We found (Botox) cleared up the complexions of college-aged students
Chicago, IL (PRWEB) August 12, 2009
Just in time for returning collegians a researcher has discovered a new cure for their acne ... Botox.
"We found (Botox) cleared up the complexions of college-aged students," says Dr. Anil Shah M.D http://www.shahfacialplastics.com/ . The Chicago plastic surgeon has just published the only study ever done showing injecting Botox into the skin lowers its oil production.
Dr. Shah says, "Treated patients had less oily skin, smaller pores, and a dramatic reduction in (pimples) and blackheads. Our subjects reported far fewer breakouts." The plastic surgeon is one of the only doctors in the world injecting Botox directly into the skin (as opposed to the muscles).
The medication eliminated the main cause of acne: the production of too much oil, or sebum, into the skin's pores. That sebum is produced by a patient's overactive sebaceous glands. Pimples occur when bacteria seeking sebum for food, invade the pore and cause it to become inflamed. The plastic surgeon says Botox decreases sebum keeping those bacteria at bay.
Dr. Shah has successfully treated over 100 patients. Many patients once devastated by their acne have gone a year or more without a breakout. But the plastic surgeon cautions the treatment isn't for everyone. "In teen-agers acne breakouts will usually subside on their own anyway. That's why I only treat patients of college age or older," he says. "Their hormonal changes are likely permanent. Most patients should opt for conventional therapies first like topical antibiotics, proper skin cleansers, etc. But when those measures don't work, Botox for their acne is often the treatment they need."
The most common previous treatment for refractory acne, Accutane, decreased oil production but produced side effects like liver damage, bleeding in the mouth, birth defects, and even suicide. Laser treatments never reach the skin's deep sebaceous glands and, thus, don't decrease their oil production.
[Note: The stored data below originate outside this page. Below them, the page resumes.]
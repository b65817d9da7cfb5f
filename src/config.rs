//! Tunables for the session manager, the interactive channel and SSH.
//!
//! Every option type implements `Default` with the values the pool is meant
//! to run with, and derives serde + `JsonSchema` so an embedding application
//! can load them from its own configuration. Durations are plain integer
//! seconds or milliseconds.
//!
//! The algorithm lists at the bottom feed russh's `Preferred` negotiation
//! order for each [`CipherPolicy`].

use std::borrow::Cow;
use std::time::Duration;

use russh::keys::{Algorithm, EcdsaCurve, HashAlg};
use russh::{Preferred, cipher, compression, kex, mac};
use schemars::JsonSchema;
use serde::{Deserialize, Serialize};

/// Options for a [`SessionManager`](crate::session::SessionManager).
#[derive(Debug, Clone, PartialEq, Eq, Serialize, Deserialize, JsonSchema)]
#[serde(default)]
pub struct ManagerOptions {
    /// Seconds since last use after which a cached session is evicted.
    pub idle_threshold_secs: u64,

    /// Seconds between two sweep cycles.
    pub sweep_interval_secs: u64,

    /// Upper bound for dialing and authenticating a new connection.
    pub dial_timeout_secs: u64,

    /// Grace wait while draining the login banner and the pagination echo.
    pub init_timeout_ms: u64,

    /// Options applied to every session the manager creates.
    pub session: SessionOptions,
}

impl Default for ManagerOptions {
    fn default() -> Self {
        Self {
            idle_threshold_secs: 10 * 60,
            sweep_interval_secs: 30,
            dial_timeout_secs: 20,
            init_timeout_ms: 1000,
            session: SessionOptions::default(),
        }
    }
}

impl ManagerOptions {
    pub fn idle_threshold(&self) -> Duration {
        Duration::from_secs(self.idle_threshold_secs)
    }

    pub fn sweep_interval(&self) -> Duration {
        // A zero period would make `tokio::time::interval` panic.
        Duration::from_secs(self.sweep_interval_secs.max(1))
    }

    pub fn dial_timeout(&self) -> Duration {
        Duration::from_secs(self.dial_timeout_secs)
    }

    pub fn init_timeout(&self) -> Duration {
        Duration::from_millis(self.init_timeout_ms)
    }
}

/// Options for a single [`Session`](crate::session::Session).
#[derive(Debug, Clone, PartialEq, Eq, Serialize, Deserialize, JsonSchema)]
#[serde(default)]
pub struct SessionOptions {
    /// Quiet timeout used by `execute_and_read`.
    pub exec_timeout_ms: u64,

    /// Grace wait of the liveness probe run before a cached session is reused.
    pub probe_timeout_ms: u64,

    /// Capacity of the command queue drained by the writer task.
    pub command_queue_capacity: usize,

    /// Capacity of the output chunk queue fed by the reader task.
    pub output_queue_capacity: usize,

    pub pty: PtyOptions,

    pub read_timing: ReadTiming,
}

impl Default for SessionOptions {
    fn default() -> Self {
        Self {
            exec_timeout_ms: 2000,
            probe_timeout_ms: 2000,
            command_queue_capacity: 1024,
            output_queue_capacity: 1024,
            pty: PtyOptions::default(),
            read_timing: ReadTiming::default(),
        }
    }
}

impl SessionOptions {
    pub fn exec_timeout(&self) -> Duration {
        Duration::from_millis(self.exec_timeout_ms)
    }

    pub fn probe_timeout(&self) -> Duration {
        Duration::from_millis(self.probe_timeout_ms)
    }
}

/// Pseudo-terminal requested for every shell.
#[derive(Debug, Clone, PartialEq, Eq, Serialize, Deserialize, JsonSchema)]
#[serde(default)]
pub struct PtyOptions {
    pub term: String,
    pub cols: u32,
    pub rows: u32,
    /// Whether the device should echo input back.
    pub echo: bool,
    /// Terminal input and output speed in baud.
    pub speed: u32,
}

impl Default for PtyOptions {
    fn default() -> Self {
        Self {
            term: "vt100".to_string(),
            cols: 80,
            rows: 40,
            echo: true,
            speed: 14400,
        }
    }
}

/// Polling parameters of the quiescence and expectation reads.
///
/// The `timeout` argument of each read sets the grace unit; these values set
/// how often the output queue is checked and how many rounds a read may run.
#[derive(Debug, Clone, PartialEq, Eq, Serialize, Deserialize, JsonSchema)]
#[serde(default)]
pub struct ReadTiming {
    /// Sleep before every check of the output queue.
    pub poll_interval_ms: u64,

    /// Consecutive silent rounds after which a quiet read returns.
    pub quiet_rounds: u32,

    /// Grace sleep after a silent round of a quiet read, in multiples of its timeout.
    pub quiet_grace_factor: u32,

    /// Round cap of a quiet read.
    pub max_quiet_polls: u32,

    /// Round cap of an expectation read.
    pub max_expect_polls: u32,
}

impl Default for ReadTiming {
    fn default() -> Self {
        Self {
            poll_interval_ms: 100,
            quiet_rounds: 3,
            quiet_grace_factor: 10,
            max_quiet_polls: 3000,
            max_expect_polls: 300,
        }
    }
}

impl ReadTiming {
    pub fn poll_interval(&self) -> Duration {
        Duration::from_millis(self.poll_interval_ms)
    }
}

/// SSH algorithm policy used when dialing.
#[derive(Debug, Clone, Copy, PartialEq, Eq, Default, Serialize, Deserialize, JsonSchema)]
#[serde(rename_all = "snake_case")]
pub enum CipherPolicy {
    /// Modern algorithms first, CBC ciphers and SHA-1 key exchange still
    /// offered for older switch firmware.
    #[default]
    Compatible,
    /// Modern algorithms only.
    Modern,
}

impl CipherPolicy {
    pub fn preferred(&self) -> Preferred {
        match self {
            CipherPolicy::Compatible => Preferred {
                kex: Cow::Borrowed(COMPATIBLE_KEX_ORDER),
                key: Cow::Borrowed(COMPATIBLE_KEY_TYPES),
                cipher: Cow::Borrowed(COMPATIBLE_CIPHERS),
                mac: Cow::Borrowed(COMPATIBLE_MAC_ALGORITHMS),
                compression: Cow::Borrowed(COMPRESSION_ALGORITHMS),
            },
            CipherPolicy::Modern => Preferred {
                kex: Cow::Borrowed(MODERN_KEX_ORDER),
                key: Cow::Borrowed(MODERN_KEY_TYPES),
                cipher: Cow::Borrowed(MODERN_CIPHERS),
                mac: Cow::Borrowed(MODERN_MAC_ALGORITHMS),
                compression: Cow::Borrowed(COMPRESSION_ALGORITHMS),
            },
        }
    }
}

/// How the SSH server host key is verified.
#[derive(Debug, Clone, Copy, PartialEq, Eq, Default, Serialize, Deserialize, JsonSchema)]
#[serde(rename_all = "snake_case")]
pub enum HostKeyPolicy {
    /// Accept any host key.
    #[default]
    AcceptAny,
    /// Check against the user's default known_hosts file.
    KnownHosts,
}

/// Options for [`SshTransport`](crate::transport::SshTransport).
#[derive(Debug, Clone, PartialEq, Eq, Default, Serialize, Deserialize, JsonSchema)]
#[serde(default)]
pub struct SshOptions {
    pub cipher_policy: CipherPolicy,
    pub host_key_policy: HostKeyPolicy,
    /// Seconds without traffic after which russh drops the connection.
    /// `None` keeps idle shells open until the pool evicts them.
    pub inactivity_timeout_secs: Option<u64>,
}

const MODERN_KEX_ORDER: &[kex::Name] = &[
    kex::CURVE25519,
    kex::CURVE25519_PRE_RFC_8731,
    kex::ECDH_SHA2_NISTP256,
    kex::ECDH_SHA2_NISTP384,
    kex::ECDH_SHA2_NISTP521,
    kex::DH_G16_SHA512,
    kex::DH_G14_SHA256,
];

const COMPATIBLE_KEX_ORDER: &[kex::Name] = &[
    kex::CURVE25519,
    kex::CURVE25519_PRE_RFC_8731,
    kex::ECDH_SHA2_NISTP256,
    kex::ECDH_SHA2_NISTP384,
    kex::ECDH_SHA2_NISTP521,
    kex::DH_G16_SHA512,
    kex::DH_G14_SHA256,
    kex::DH_GEX_SHA256,
    kex::DH_G14_SHA1,
    kex::DH_GEX_SHA1,
    kex::DH_G1_SHA1,
];

/// CTR and GCM modes first; CBC kept for switches that offer nothing else.
const COMPATIBLE_CIPHERS: &[cipher::Name] = &[
    cipher::AES_128_CTR,
    cipher::AES_192_CTR,
    cipher::AES_256_CTR,
    cipher::AES_256_GCM,
    cipher::CHACHA20_POLY1305,
    cipher::AES_128_CBC,
    cipher::AES_192_CBC,
    cipher::AES_256_CBC,
];

const MODERN_CIPHERS: &[cipher::Name] = &[
    cipher::CHACHA20_POLY1305,
    cipher::AES_256_GCM,
    cipher::AES_256_CTR,
    cipher::AES_192_CTR,
    cipher::AES_128_CTR,
];

const MODERN_MAC_ALGORITHMS: &[mac::Name] = &[
    mac::HMAC_SHA512_ETM,
    mac::HMAC_SHA256_ETM,
    mac::HMAC_SHA512,
    mac::HMAC_SHA256,
];

const COMPATIBLE_MAC_ALGORITHMS: &[mac::Name] = &[
    mac::HMAC_SHA512_ETM,
    mac::HMAC_SHA256_ETM,
    mac::HMAC_SHA512,
    mac::HMAC_SHA256,
    mac::HMAC_SHA1_ETM,
    mac::HMAC_SHA1,
];

const COMPRESSION_ALGORITHMS: &[compression::Name] = &[
    compression::NONE,
    compression::ZLIB,
    compression::ZLIB_LEGACY,
];

const MODERN_KEY_TYPES: &[Algorithm] = &[
    Algorithm::Ed25519,
    Algorithm::Ecdsa {
        curve: EcdsaCurve::NistP256,
    },
    Algorithm::Ecdsa {
        curve: EcdsaCurve::NistP384,
    },
    Algorithm::Ecdsa {
        curve: EcdsaCurve::NistP521,
    },
    Algorithm::Rsa {
        hash: Some(HashAlg::Sha512),
    },
    Algorithm::Rsa {
        hash: Some(HashAlg::Sha256),
    },
];

const COMPATIBLE_KEY_TYPES: &[Algorithm] = &[
    Algorithm::Ed25519,
    Algorithm::Ecdsa {
        curve: EcdsaCurve::NistP256,
    },
    Algorithm::Ecdsa {
        curve: EcdsaCurve::NistP384,
    },
    Algorithm::Ecdsa {
        curve: EcdsaCurve::NistP521,
    },
    Algorithm::Rsa {
        hash: Some(HashAlg::Sha512),
    },
    Algorithm::Rsa {
        hash: Some(HashAlg::Sha256),
    },
    Algorithm::Rsa { hash: None },
    Algorithm::Dsa,
];

#[cfg(test)]
mod tests {
    use super::*;

    #[test]
    fn defaults_match_pool_behaviour() {
        let options = ManagerOptions::default();
        assert_eq!(options.idle_threshold(), Duration::from_secs(600));
        assert_eq!(options.sweep_interval(), Duration::from_secs(30));
        assert_eq!(options.session.exec_timeout(), Duration::from_secs(2));
        assert_eq!(options.session.read_timing.quiet_rounds, 3);
        assert_eq!(options.session.read_timing.max_expect_polls, 300);
    }

    #[test]
    fn partial_json_keeps_remaining_defaults() {
        let options: ManagerOptions =
            serde_json::from_str(r#"{"idle_threshold_secs":60,"session":{"pty":{"cols":132}}}"#)
                .expect("parse options");

        assert_eq!(options.idle_threshold_secs, 60);
        assert_eq!(options.sweep_interval_secs, 30);
        assert_eq!(options.session.pty.cols, 132);
        assert_eq!(options.session.pty.term, "vt100");
    }

    #[test]
    fn zero_sweep_interval_is_clamped() {
        let options = ManagerOptions {
            sweep_interval_secs: 0,
            ..Default::default()
        };
        assert_eq!(options.sweep_interval(), Duration::from_secs(1));
    }

    #[test]
    fn modern_policy_drops_cbc_and_sha1() {
        let preferred = CipherPolicy::Modern.preferred();

        assert!(!preferred.cipher.contains(&cipher::AES_128_CBC));
        assert!(!preferred.kex.contains(&kex::DH_G1_SHA1));
        assert!(!preferred.mac.contains(&mac::HMAC_SHA1));
    }

    #[test]
    fn compatible_policy_keeps_legacy_algorithms() {
        let preferred = CipherPolicy::Compatible.preferred();

        assert!(preferred.cipher.contains(&cipher::AES_128_CBC));
        assert!(preferred.kex.contains(&kex::DH_G1_SHA1));
        assert!(preferred.cipher.iter().all(|alg| *alg != cipher::NONE));
    }

    #[test]
    fn policies_use_snake_case_names() {
        let json = serde_json::to_string(&SshOptions::default()).expect("serialize");
        assert!(json.contains("\"compatible\""));
        assert!(json.contains("\"accept_any\""));
    }
}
While injecting Botox in the face is safe, it's rare largely because it's technically difficult. The muscle paralyzer has to be injected directly into a layer of skin just 1/25th of an inch thick. Go too deep and the physician can weaken the facial muscles and alter a patient's expressions. "I've never seen that," says Dr. Shah, "but the margin of error is small. Experience counts."
"Our study shows the thousands of college students dreading school because of their large pores, shiny faces and acne breakouts can finally get some help. And best of all Botox works within weeks, just in time for the first day of class."